Considering that one of his fellow wave-riding apprentices came down with hepatitis B for a year, it certainly honed his powers of positive thinking. At least he did not have to spend a bundle on sun block. Living down the road from Newcastle United, with Middlesbrough and Sunderland up the way, he was torn as a lad between surfing and football, playing in goal for his school team. "I would paddle out first thing Saturday morning, lose track of things, then turn up for the match at half-time, the coach would say: 'We had to put the centre-forward in goal in the first half. You are going to have to choose – surfing or football'." Lamiroy adds: "It was no contest."

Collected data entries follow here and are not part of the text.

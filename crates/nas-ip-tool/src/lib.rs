//! Interface, address, bridge and sysctl management over the Linux
//! networking CLIs.
//!
//! [`IpTool`] wraps a [`CommandRunner`](nas_os_common::CommandRunner) and
//! exposes:
//!
//! - interface listing across network namespaces ([`InterfaceRecord`])
//! - address, link and neighbor operations (`ip`)
//! - bridge and VXLAN FDB operations (`brctl`, `bridge`)
//! - per-interface kernel knobs (`sysctl`)
//!
//! VRFs map one-to-one onto network namespaces. Anything outside the
//! `default` VRF is run through `ip netns exec <vrf>`.

pub mod bridge;
pub mod commands;
pub mod config;
pub mod interface;
pub mod neigh;
pub mod netns;
pub mod ops;
pub mod parse;
pub mod sysctl;
pub mod tool;

pub use commands::{CommandBuilder, FdbEntry, VXLAN_PORT};
pub use config::ToolConfig;
pub use interface::{
    AddressFamily, AdminState, InterfaceRecord, IpAddressEntry, LinkClassifier, LinkType, OperState,
    SysfsClassifier,
};
pub use netns::{ExcludeNamespaces, NamespaceFilter, DEFAULT_VRF};
pub use ops::AddrAddOutcome;
pub use tool::IpTool;
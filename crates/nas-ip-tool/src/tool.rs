//! The [`IpTool`] handle: command execution plus interface listing.
//!
//! Operations live in sibling modules (`ops`, `bridge`, `sysctl`, `neigh`)
//! as further `impl` blocks on the same type.

use tracing::{debug, instrument, warn};

use nas_os_common::shell::{self, CommandOutput, CommandRunner};
use nas_os_common::NasResult;

use crate::commands::CommandBuilder;
use crate::config::ToolConfig;
use crate::interface::{parse_interfaces, InterfaceRecord, LinkClassifier, SysfsClassifier};
use crate::netns::{parse_netns_list, ExcludeNamespaces, NamespaceFilter, DEFAULT_VRF};

/// Drives the Linux networking CLIs through a [`CommandRunner`].
///
/// Share between tasks with `Arc<IpTool<R>>`; every method takes `&self`.
pub struct IpTool<R: CommandRunner> {
    runner: R,
    commands: CommandBuilder,
    classifier: Box<dyn LinkClassifier>,
    namespace_filter: Box<dyn NamespaceFilter>,
    management_vrf: String,
}

impl<R: CommandRunner> IpTool<R> {
    pub fn new(runner: R, config: &ToolConfig) -> Self {
        Self {
            runner,
            commands: CommandBuilder::from_config(config),
            classifier: Box::new(SysfsClassifier::new(config.sysfs_net_root.clone())),
            namespace_filter: Box::new(ExcludeNamespaces::new(config.excluded_namespaces.clone())),
            management_vrf: config.management_vrf.clone(),
        }
    }

    /// Replaces the namespace filter installed from `excluded_namespaces`.
    pub fn with_namespace_filter(mut self, filter: impl NamespaceFilter + 'static) -> Self {
        self.namespace_filter = Box::new(filter);
        self
    }

    /// Replaces the sysfs link classifier.
    pub fn with_classifier(mut self, classifier: impl LinkClassifier + 'static) -> Self {
        self.classifier = Box::new(classifier);
        self
    }

    pub fn runner(&self) -> &R {
        &self.runner
    }

    pub fn commands(&self) -> &CommandBuilder {
        &self.commands
    }

    pub(crate) fn management_vrf(&self) -> &str {
        &self.management_vrf
    }

    pub(crate) async fn exec(&self, argv: &[String], log_fail: bool) -> NasResult<CommandOutput> {
        shell::run(&self.runner, argv, log_fail).await
    }

    /// Runs `argv` and reports success as a boolean.
    pub(crate) async fn exec_ok(&self, argv: &[String], log_fail: bool) -> NasResult<bool> {
        Ok(self.exec(argv, log_fail).await?.success())
    }

    /// Lists network namespaces, minus the excluded ones.
    ///
    /// A failing `ip netns list` is returned as `CommandFailed`.
    pub async fn list_namespaces(&self) -> NasResult<Vec<String>> {
        let argv = self.commands.netns_list();
        let output = shell::run_checked(&self.runner, &argv).await?;
        let namespaces = parse_netns_list(&output.lines);
        Ok(self.namespace_filter.retain(namespaces))
    }

    /// Lists interfaces of one VRF, or of every namespace when `vrf` is
    /// `None`.
    ///
    /// Without namespaces the `default` VRF is queried. Failures yield an
    /// empty (or partial) list; use [`try_list_interfaces_in`] to tell
    /// failure from absence.
    ///
    /// [`try_list_interfaces_in`]: IpTool::try_list_interfaces_in
    #[instrument(skip(self))]
    pub async fn list_interfaces(
        &self,
        vrf: Option<&str>,
        dev: Option<&str>,
    ) -> Vec<InterfaceRecord> {
        let vrfs = match vrf {
            Some(vrf) => vec![vrf.to_string()],
            None => match self.list_namespaces().await {
                Ok(namespaces) if namespaces.is_empty() => vec![DEFAULT_VRF.to_string()],
                Ok(namespaces) => namespaces,
                Err(e) => {
                    warn!(error = %e, "Cannot enumerate namespaces");
                    return Vec::new();
                }
            },
        };

        let mut records = Vec::new();
        for vrf in &vrfs {
            match self.try_list_interfaces_in(vrf, dev).await {
                Ok(mut found) => records.append(&mut found),
                Err(e) => debug!(vrf = %vrf, error = %e, "Interface listing failed"),
            }
        }
        records
    }

    /// Lists interfaces of exactly one VRF, surfacing command failures.
    pub async fn try_list_interfaces_in(
        &self,
        vrf: &str,
        dev: Option<&str>,
    ) -> NasResult<Vec<InterfaceRecord>> {
        self.query_addresses(vrf, dev, false).await
    }

    /// Like [`try_list_interfaces_in`](IpTool::try_list_interfaces_in) but
    /// with `ip -d`, which reports link kinds such as `macvlan`.
    pub async fn list_interface_details(
        &self,
        vrf: &str,
        dev: Option<&str>,
    ) -> NasResult<Vec<InterfaceRecord>> {
        self.query_addresses(vrf, dev, true).await
    }

    async fn query_addresses(
        &self,
        vrf: &str,
        dev: Option<&str>,
        details: bool,
    ) -> NasResult<Vec<InterfaceRecord>> {
        let argv = self.commands.addr_show(vrf, dev, details);
        let output = shell::run_checked(&self.runner, &argv).await?;
        let classifier = self.classifier.as_ref();
        Ok(parse_interfaces(&output.lines, vrf, classifier))
    }

    /// Silent existence check.
    pub async fn interface_exists(&self, vrf: &str, ifname: &str) -> NasResult<bool> {
        let argv = self.commands.link_show(vrf, ifname);
        self.exec_ok(&argv, false).await
    }
}
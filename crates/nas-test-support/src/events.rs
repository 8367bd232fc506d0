//! Observed-state event builders.

use std::net::Ipv6Addr;

use nas_os_common::event::attr;
use nas_os_common::{ObservedEvent, Operation};

/// Interface event as published on the interface topic.
pub fn interface_event(
    op: Operation,
    vrf: &str,
    ifname: &str,
    mac: &str,
    enabled: bool,
) -> ObservedEvent {
    ObservedEvent::new(op)
        .with_attr(attr::IF_VRF_NAME, vrf)
        .with_attr(attr::IF_NAME, ifname)
        .with_attr(attr::IF_PHYS_ADDRESS, mac)
        .with_attr(attr::IF_ENABLED, u64::from(enabled))
}

/// IPv6 address event as published on the IPv6 topic.
pub fn ipv6_address_event(
    op: Operation,
    vrf: &str,
    ifname: &str,
    address: Ipv6Addr,
    prefix_len: u8,
    dad_failed: bool,
) -> ObservedEvent {
    ObservedEvent::new(op)
        .with_attr(attr::IPV6_VRF_NAME, vrf)
        .with_attr(attr::IPV6_IFNAME, ifname)
        .with_attr(attr::IPV6_ADDRESS, hex::encode(address.octets()))
        .with_attr(attr::IPV6_PREFIX_LEN, u64::from(prefix_len))
        .with_attr(attr::IPV6_DAD_FAILED, u64::from(dad_failed))
}

/// A DAD failure notification for `address`.
pub fn dad_failure(
    op: Operation,
    vrf: &str,
    ifname: &str,
    address: Ipv6Addr,
    prefix_len: u8,
) -> ObservedEvent {
    ipv6_address_event(op, vrf, ifname, address, prefix_len, true)
}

He began to compete in local competitions by the age of 12, riding a board that was made for him by Simon the local butcher and wearing a wetsuit that had been slung together for him by a friend on his mother's sewing machine. "It was only in the white water and we used to have theological arguments about whether you could even have aerials and floaters [sliding down the breaking face of the waves] on white water. They had no significance nationally, but I reckon those little local contests turned me into a competitive surfer."

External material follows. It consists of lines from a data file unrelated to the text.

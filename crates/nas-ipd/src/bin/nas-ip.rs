//! nas-ip: operator CLI over the NAS IP tool library.
//!
//! Every subcommand maps onto one `IpTool` call. The exit status is 0 when
//! the call reports success and 1 otherwise.

use anyhow::Context;
use clap::{Args as ClapArgs, Parser, Subcommand};
use std::path::PathBuf;
use std::process::ExitCode;

use nas_ip_tool::{AddressFamily, InterfaceRecord, IpTool, DEFAULT_VRF};
use nas_ipd::{init_logging, link_local_from_mac, NasIpdConfig, DEFAULT_CONFIG_PATH};
use nas_os_common::SystemRunner;

/// NAS IP tool
#[derive(Parser, Debug)]
#[command(name = "nas-ip")]
#[command(author, version, about, long_about = None)]
struct Cli {
    /// Configuration file (only the [tools] section is used)
    #[arg(short, long, default_value = DEFAULT_CONFIG_PATH)]
    config: PathBuf,

    /// Log filter, `warn` when omitted; takes precedence over RUST_LOG
    #[arg(short, long)]
    log_level: Option<String>,

    #[command(subcommand)]
    command: Command,
}

#[derive(ClapArgs, Debug)]
struct VrfArg {
    /// VRF (network namespace)
    #[arg(long, default_value = DEFAULT_VRF)]
    vrf: String,
}

#[derive(Subcommand, Debug)]
enum Command {
    /// List interfaces and their addresses
    Show {
        /// Only this VRF; all namespaces when omitted
        #[arg(long)]
        vrf: Option<String>,
        /// Only this device
        #[arg(long)]
        dev: Option<String>,
        /// Use `ip -d` to report macvlan links (requires --vrf)
        #[arg(long, requires = "vrf")]
        details: bool,
        /// Print JSON instead of a table
        #[arg(long)]
        json: bool,
    },
    /// Bridge management (brctl)
    #[command(subcommand)]
    Bridge(BridgeCommand),
    /// Address management
    #[command(subcommand)]
    Addr(AddrCommand),
    /// Link management
    #[command(subcommand)]
    Link(LinkCommand),
    /// Flush the neighbor table
    NeighFlush {
        #[arg(long, default_value = "ipv4")]
        family: AddressFamily,
        #[arg(long)]
        dev: Option<String>,
        #[arg(long)]
        addr: Option<String>,
        #[command(flatten)]
        vrf: VrfArg,
    },
    /// Print the link-local address derived from a MAC
    Lla { mac: String },
}

#[derive(Subcommand, Debug)]
enum BridgeCommand {
    Create { bridge: String },
    Delete { bridge: String },
    AddIf { bridge: String, ifname: String },
    DelIf { bridge: String, ifname: String },
    List,
    Members { bridge: String },
    Id { bridge: String },
}

#[derive(Subcommand, Debug)]
enum AddrCommand {
    Add {
        prefix: String,
        dev: String,
        #[arg(long, default_value = "ipv4")]
        family: AddressFamily,
        #[command(flatten)]
        vrf: VrfArg,
    },
    Del {
        prefix: String,
        dev: String,
        #[command(flatten)]
        vrf: VrfArg,
    },
}

#[derive(Subcommand, Debug)]
enum LinkCommand {
    Delete {
        name: String,
        #[command(flatten)]
        vrf: VrfArg,
    },
    Mtu { name: String, mtu: u32 },
    Mac {
        name: String,
        mac: String,
        #[command(flatten)]
        vrf: VrfArg,
    },
    Up {
        name: String,
        #[command(flatten)]
        vrf: VrfArg,
    },
    Down {
        name: String,
        #[command(flatten)]
        vrf: VrfArg,
    },
    Exists {
        name: String,
        #[command(flatten)]
        vrf: VrfArg,
    },
}

fn print_records(records: &[InterfaceRecord], json: bool) -> anyhow::Result<()> {
    if json {
        println!("{}", serde_json::to_string_pretty(records)?);
        return Ok(());
    }

    for record in records {
        println!(
            "{}: {} [{}] admin {:?} oper {:?} mtu {} mac {}{}",
            record.ifindex,
            record.name,
            record.vrf_name,
            record.admin_state,
            record.oper_state,
            record.mtu.map_or_else(|| "-".to_string(), |m| m.to_string()),
            record.mac.as_deref().unwrap_or("-"),
            if record.is_macvlan { " macvlan" } else { "" },
        );
        for addr in &record.addresses {
            println!("    {}", addr);
        }
    }
    Ok(())
}

fn print_list(items: Option<Vec<String>>) -> bool {
    match items {
        Some(items) => {
            for item in items {
                println!("{}", item);
            }
            true
        }
        None => false,
    }
}

async fn execute(tool: &IpTool<SystemRunner>, command: Command) -> anyhow::Result<bool> {
    let ok = match command {
        Command::Show {
            vrf,
            dev,
            details,
            json,
        } => {
            let records = match (vrf.as_deref(), details) {
                (Some(vrf), true) => tool.list_interface_details(vrf, dev.as_deref()).await?,
                (Some(vrf), false) => tool.try_list_interfaces_in(vrf, dev.as_deref()).await?,
                (None, _) => tool.list_interfaces(None, dev.as_deref()).await,
            };
            print_records(&records, json)?;
            true
        }

        Command::Bridge(cmd) => match cmd {
            BridgeCommand::Create { bridge } => tool.create_bridge(&bridge).await?,
            BridgeCommand::Delete { bridge } => tool.delete_bridge(&bridge).await?,
            BridgeCommand::AddIf { bridge, ifname } => {
                tool.add_bridge_member(&bridge, &ifname).await?
            }
            BridgeCommand::DelIf { bridge, ifname } => {
                tool.remove_bridge_member(&bridge, &ifname).await?
            }
            BridgeCommand::List => print_list(tool.list_bridges().await?),
            BridgeCommand::Members { bridge } => print_list(tool.bridge_members(&bridge).await?),
            BridgeCommand::Id { bridge } => {
                print_list(tool.bridge_id(&bridge).await?.map(|id| vec![id]))
            }
        },

        Command::Addr(cmd) => match cmd {
            AddrCommand::Add {
                prefix,
                dev,
                family,
                vrf,
            } => {
                tool.add_ip_address(&prefix, &dev, family, &vrf.vrf, true)
                    .await?
            }
            AddrCommand::Del { prefix, dev, vrf } => {
                tool.delete_ip_address(&prefix, &dev, &vrf.vrf).await?
            }
        },

        Command::Link(cmd) => match cmd {
            LinkCommand::Delete { name, vrf } => tool.delete_interface(&name, &vrf.vrf).await?,
            LinkCommand::Mtu { name, mtu } => tool.set_mtu(&name, mtu).await?,
            LinkCommand::Mac { name, mac, vrf } => tool.set_mac(&name, &mac, &vrf.vrf).await?,
            LinkCommand::Up { name, vrf } => tool.set_admin_state(&name, true, &vrf.vrf).await?,
            LinkCommand::Down { name, vrf } => tool.set_admin_state(&name, false, &vrf.vrf).await?,
            LinkCommand::Exists { name, vrf } => {
                let exists = tool.interface_exists(&vrf.vrf, &name).await?;
                println!("{}", exists);
                exists
            }
        },

        Command::NeighFlush {
            family,
            dev,
            addr,
            vrf,
        } => {
            tool.flush_neighbors(family, dev.as_deref(), addr.as_deref(), &vrf.vrf)
                .await?
        }

        Command::Lla { mac } => {
            println!("{}", link_local_from_mac(&mac)?);
            true
        }
    };
    Ok(ok)
}

async fn run(cli: Cli) -> anyhow::Result<bool> {
    let config = NasIpdConfig::load_or_default(&cli.config)
        .with_context(|| format!("loading {}", cli.config.display()))?;
    config.tools.validate().context("invalid [tools] configuration")?;
    let level = cli.log_level.as_deref().unwrap_or("warn");
    init_logging(level, cli.log_level.is_some())?;

    let tool = IpTool::new(SystemRunner, &config.tools);
    execute(&tool, cli.command).await
}

#[tokio::main]
async fn main() -> ExitCode {
    let cli = Cli::parse();
    match run(cli).await {
        Ok(true) => ExitCode::SUCCESS,
        Ok(false) => ExitCode::FAILURE,
        Err(e) => {
            eprintln!("nas-ip: {:#}", e);
            ExitCode::FAILURE
        }
    }
}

Lamiroy was part of a small band of hardcore riders that included Gabe Davies, who would similarly go on to become the British No 1.

When he is not competing, Lamiroy enjoys being one of the gurus at the O'Neill Surf Academy, where he preaches the virtues of patience and persistence. "You can learn to stand up in a day," he says, "but it takes years for you to be able to paddle out under your own steam and trim down the line." This also explains why surfers make such a big deal about surfing. "Surfing is everything to us. You have to put so many years into it and it takes so much effort, you just figure it's got to be worth it."

Lamiroy has gone from north-east England to north-east Australia, near Surfers Paradise, in Queensland, where he has an apartment that looks out over Kirra. "The waves there are long and ruler-edged, I can get out of bed in the morning, run to the end of the headland, and catch a couple of waves back home for breakfast."

Lamiroy is the master of waves in the six to eight-foot range. But he is less consistent in the smaller waves that dog so many European contests (including those here). He used to drive a van to contests and sleep in the back, now he is leaving here – thanks to generous sponsorship – in a luxurious mobile home that will take him down to a month or more of contests in France, Spain and Portugal. But he is already looking ahead to his initiation this winter on the North Shore of Oahu, where he is competing in the legendary Hawaiian Triple Crown, tackling the 10ft plus spitting barrels of Pipeline and Sunset. Now bobbing around in the lower half of the men's Top 100, his goal is to crack the magic Top 45 which will guarantee him seeding in the highest profile and most highly rewarded competitions on the world tour. Patient and persistence will continue to serve him well.

Despite the lures of sunnier climes and clearer waters, he still does not despise his humble North-East origins. "The more I travel the more I realise how good those waves were." He once went off on a surf safari around the islands of Indonesia that lasted two months with shimmering foam-crested tubes all the way. "Then I came back to Newcastle and I had one day at the Black Middens that was even better. Of course, that doesn't happen too often."